An extended cold snap is expected to keep the severe-weather shelter at Crossroads Community Center open through Saturday, for a total of nine nights.
Clients can register at the shelter from 9:30 p.m. to 1:30 a.m., and are required to leave the center at 6:30 a.m.
The city of Bellevue opens the Crossroads shelter, located at 16000 NE 10th St., whenever temperatures dip below freezing or weather conditions threaten life.
The shelter can hold up to 50 individuals, and provides cots, blankets, coffee, water, and prepackaged snacks.
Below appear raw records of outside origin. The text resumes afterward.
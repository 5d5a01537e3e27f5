//! Validation of task revisions.
//!
//! A queued task may only be revised to something the current instruction
//! already permits: a choice picked from an `Or`, a concrete type substituted
//! for an abstract one, an optional amount pinned down. The rules are purely
//! shape-directed; nothing here mutates state.

use crate::ast::{Instruction, Intensity, ScaledExpression};
use crate::error::ExecutionError;
use crate::types::ClassTable;

/// Check that `proposed` is a valid narrowing of `current`.
pub fn check_narrows(
    table: &ClassTable,
    proposed: &Instruction,
    current: &Instruction,
) -> Result<(), ExecutionError> {
    if proposed == current {
        return Ok(());
    }
    match (proposed, current) {
        // Choosing from an OR: the proposal must narrow at least one branch.
        (_, Instruction::Or(arms)) => {
            if arms
                .iter()
                .any(|arm| check_narrows(table, proposed, arm).is_ok())
            {
                Ok(())
            } else {
                Err(mismatch(proposed, current))
            }
        }

        // An optional change may be reified to nothing at all.
        (
            Instruction::NoOp,
            Instruction::Gain {
                intensity: Some(Intensity::Optional),
                ..
            }
            | Instruction::Remove {
                intensity: Some(Intensity::Optional),
                ..
            }
            | Instruction::Transmute {
                intensity: Some(Intensity::Optional),
                ..
            },
        ) => Ok(()),

        (
            Instruction::Gain {
                scaled: p,
                intensity: pi,
            },
            Instruction::Gain {
                scaled: c,
                intensity: ci,
            },
        )
        | (
            Instruction::Remove {
                scaled: p,
                intensity: pi,
            },
            Instruction::Remove {
                scaled: c,
                intensity: ci,
            },
        ) => {
            check_scaled(table, p, c, *ci)?;
            check_intensity(*pi, *ci).map_err(|()| mismatch(proposed, current))
        }

        (
            Instruction::Transmute {
                count: pn,
                gaining: pg,
                removing: pr,
                intensity: pi,
            },
            Instruction::Transmute {
                count: cn,
                gaining: cg,
                removing: cr,
                intensity: ci,
            },
        ) => {
            check_expression(table, pg, cg)?;
            check_expression(table, pr, cr)?;
            check_count(*pn, *cn, *ci).map_err(|()| mismatch(proposed, current))?;
            check_intensity(*pi, *ci).map_err(|()| mismatch(proposed, current))
        }

        (
            Instruction::Per {
                inner: pi,
                metric: pm,
            },
            Instruction::Per {
                inner: ci,
                metric: cm,
            },
        ) if pm == cm => check_narrows(table, pi, ci),

        (
            Instruction::Gated {
                gate: pg,
                mandatory: pmand,
                inner: pi,
            },
            Instruction::Gated {
                gate: cg,
                mandatory: cmand,
                inner: ci,
            },
        ) if pg == cg && pmand == cmand => check_narrows(table, pi, ci),

        (
            Instruction::Custom {
                name: pn,
                arguments: pa,
            },
            Instruction::Custom {
                name: cn,
                arguments: ca,
            },
        ) if pn == cn && pa.len() == ca.len() => {
            for (p, c) in pa.iter().zip(ca) {
                check_expression(table, p, c)?;
            }
            Ok(())
        }

        (Instruction::Then(ps), Instruction::Then(cs)) | (Instruction::Multi(ps), Instruction::Multi(cs))
            if ps.len() == cs.len() =>
        {
            for (p, c) in ps.iter().zip(cs) {
                check_narrows(table, p, c)?;
            }
            Ok(())
        }

        _ => Err(mismatch(proposed, current)),
    }
}

fn mismatch(proposed: &Instruction, current: &Instruction) -> ExecutionError {
    ExecutionError::Narrowing(format!("`{proposed}` does not narrow `{current}`"))
}

fn check_scaled(
    table: &ClassTable,
    proposed: &ScaledExpression,
    current: &ScaledExpression,
    current_intensity: Option<Intensity>,
) -> Result<(), ExecutionError> {
    check_expression(table, &proposed.expression, &current.expression)?;
    check_count(proposed.scalar, current.scalar, current_intensity).map_err(|()| {
        ExecutionError::Narrowing(format!(
            "count {} does not narrow {}",
            proposed.scalar, current.scalar
        ))
    })
}

fn check_expression(
    table: &ClassTable,
    proposed: &crate::ast::Expression,
    current: &crate::ast::Expression,
) -> Result<(), ExecutionError> {
    let p = table.resolve(proposed)?;
    let c = table.resolve(current)?;
    if table.is_subtype(&p, &c) {
        Ok(())
    } else {
        Err(ExecutionError::Narrowing(format!(
            "`{proposed}` is not a subtype of `{current}`"
        )))
    }
}

/// An optional amount may shrink (including to the same value); any other
/// intensity pins the amount exactly.
fn check_count(proposed: i64, current: i64, current_intensity: Option<Intensity>) -> Result<(), ()> {
    let ok = if current_intensity == Some(Intensity::Optional) {
        proposed <= current
    } else {
        proposed == current
    };
    if ok {
        Ok(())
    } else {
        Err(())
    }
}

/// Intensity is preserved, except that OPTIONAL may harden to `!` or `.`.
fn check_intensity(proposed: Option<Intensity>, current: Option<Intensity>) -> Result<(), ()> {
    let ok = match current {
        Some(Intensity::Optional) => proposed.is_some(),
        other => proposed == other,
    };
    if ok {
        Ok(())
    } else {
        Err(())
    }
}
Clients also have access to a recreation room that includes pool, foosball, and ping-pong tables.
Around 20 people have stayed at the shelter each night since word spread that it was open, according to the city.
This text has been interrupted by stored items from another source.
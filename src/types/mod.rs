//! The type system: classes, dependencies, and the subtyping lattice.

pub mod class;
pub mod dependency;
pub mod table;
pub mod ty;

pub use class::{Class, ClassId};
pub use dependency::{DepKey, DepTarget, DependencyMap};
pub use table::{ClassTable, ClassTableBuilder};
pub use ty::Type;
impl ClassTable {
    #[must_use]
    pub fn class(&self, id: ClassId) -> &Class {
        &self.classes[id.raw() as usize]
    }

    pub fn class_id(&self, name: &ClassName) -> Result<ClassId, ResolutionError> {
        self.by_name
            .get(name)
            .copied()
            .ok_or_else(|| ResolutionError::ClassNotFound(name.clone()))
    }

    pub fn class_by_name(&self, name: &ClassName) -> Result<&Class, ResolutionError> {
        Ok(self.class(self.class_id(name)?))
    }

    #[must_use]
    pub fn len(&self) -> usize {
        self.classes.len()
    }

    #[must_use]
    pub fn is_empty(&self) -> bool {
        self.classes.is_empty()
    }

    pub fn classes(&self) -> impl Iterator<Item = &Class> {
        self.classes.iter()
    }

    #[must_use]
    pub fn component(&self) -> ClassId {
        self.component_class
    }

    #[must_use]
    pub fn metaclass(&self) -> ClassId {
        self.class_class
    }

    #[must_use]
    pub fn noop_class(&self) -> ClassId {
        self.ok_class
    }

    #[must_use]
    pub fn is_subclass(&self, sub: ClassId, sup: ClassId) -> bool {
        self.supers[sub.raw() as usize].contains(&sup)
    }

    /// Resolve an expression to a canonical type.
    pub fn resolve(&self, expr: &Expression) -> Result<Type, ResolutionError> {
        ty::resolve(self, expr)
    }

    #[must_use]
    pub fn is_subtype(&self, a: &Type, b: &Type) -> bool {
        ty::is_subtype(self, a, b)
    }

    pub fn glb(&self, a: &Type, b: &Type) -> Result<Type, ResolutionError> {
        ty::glb(self, a, b)
    }

    #[must_use]
    pub fn is_abstract(&self, t: &Type) -> bool {
        ty::is_abstract(self, t)
    }

    /// The shortest expression resolving back to this type.
    #[must_use]
    pub fn expression_of(&self, t: &Type) -> Expression {
        t.expression_with(self)
    }

    /// The intensity a bare gain of this class defaults to, searching the
    /// class then its superclasses breadth-first.
    #[must_use]
    pub fn default_gain_intensity(&self, class: ClassId) -> Option<Intensity> {
        self.find_default(class, |c| c.default_gain_intensity)
    }

    #[must_use]
    pub fn default_remove_intensity(&self, class: ClassId) -> Option<Intensity> {
        self.find_default(class, |c| c.default_remove_intensity)
    }

    /// Specializations a bare gain of this class defaults to.
    #[must_use]
    pub fn default_specializations(&self, class: ClassId) -> Vec<Expression> {
        self.find_default(class, |c| {
            if c.default_specializations.is_empty() {
                None
            } else {
                Some(c.default_specializations.clone())
            }
        })
        .unwrap_or_default()
    }

    /// Effects this class carries: its own declarations first, then the
    /// inherited ones in class-id order.
    #[must_use]
    pub fn effects_of(&self, class: ClassId) -> Vec<&Effect> {
        let mut out: Vec<&Effect> = self.class(class).effects.iter().collect();
        let mut inherited: Vec<ClassId> = self.supers[class.raw() as usize]
            .iter()
            .copied()
            .filter(|&c| c != class)
            .collect();
        inherited.sort_unstable();
        for sup in inherited {
            out.extend(self.class(sup).effects.iter());
        }
        out
    }

    fn find_default<T>(&self, start: ClassId, get: impl Fn(&Class) -> Option<T>) -> Option<T> {
        let mut queue = VecDeque::from([start]);
        let mut seen = FxHashSet::default();
        while let Some(id) = queue.pop_front() {
            if !seen.insert(id) {
                continue;
            }
            let class = self.class(id);
            if let Some(found) = get(class) {
                return Some(found);
            }
            queue.extend(class.direct_supers.iter().copied());
        }
        None
    }

    fn meet(&self, a: ClassId, b: ClassId) -> Result<ClassId, ResolutionError> {
        let key = if a <= b { (a, b) } else { (b, a) };
        if let Some(cached) = self.meet_memo.borrow().get(&key) {
            return cached.clone();
        }
        let result = meet_in_hierarchy(a, b, &self.supers, &self.subs, |id| {
            self.classes[id.raw() as usize].name.clone()
        });
        self.meet_memo.borrow_mut().insert(key, result.clone());
        result
    }
}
“Thank God for this,” said Deven Smith, who spent three days outside before finding the Crossroads shelter.
“I felt like I was sleeping in a freezer, only about 15 degrees colder,” Smith said. “I shook and shivered so bad I couldn’t sleep.”
People using the Crossroads shelter come from a variety of backgrounds.
James Max Carson is a married man who spent 14 years working for general contractors. He sustained a job-related injury that has kept him out of work for the past several months.
Carson lost his house to foreclosure, and expects to be on the streets until January, when he begins receiving social-security money. In the meantime, he’s searching for affordable apartments and working occasional odd jobs.
“All I can do is stay focused and pray something good will happen,” he said. “I don’t want to give up. It’s hard, but I’m still trying.”
Carson’s wife is a caretaker. She lives in her client’s home to stay off the streets.
Andrew Carrigan is an 18-year-old who moved from San Francisco to Bellevue after finding work with a medical-marijuana distributor, whom he says turned out to have a bogus operation.
Carrigan left that job and recently found work doing computer repairs for an electronics store in Renton. He’s staying in shelters and with friends while saving money for an apartment.
Most people using the Crossroads shelter say it is cleaner and safer than anything offered in Seattle, where shelters are more common than they are on the Eastside.
“There’s a lot of drugs in those places, and I’m not a drug individual,” Carson said. “I despise of those places. They’re dirty, and they’re not good safe havens.
“I like it better here. You can relax, and you don’t have to watch your back.”
Other severe-weather shelters are located in Kent and Renton.
The Crossroads shelter is operated in partnership with Catholic Community Services and the Eastside Interfaith Social Concerns Council.
The city regularly provides updated shelter information on its Extreme Weather Response web page.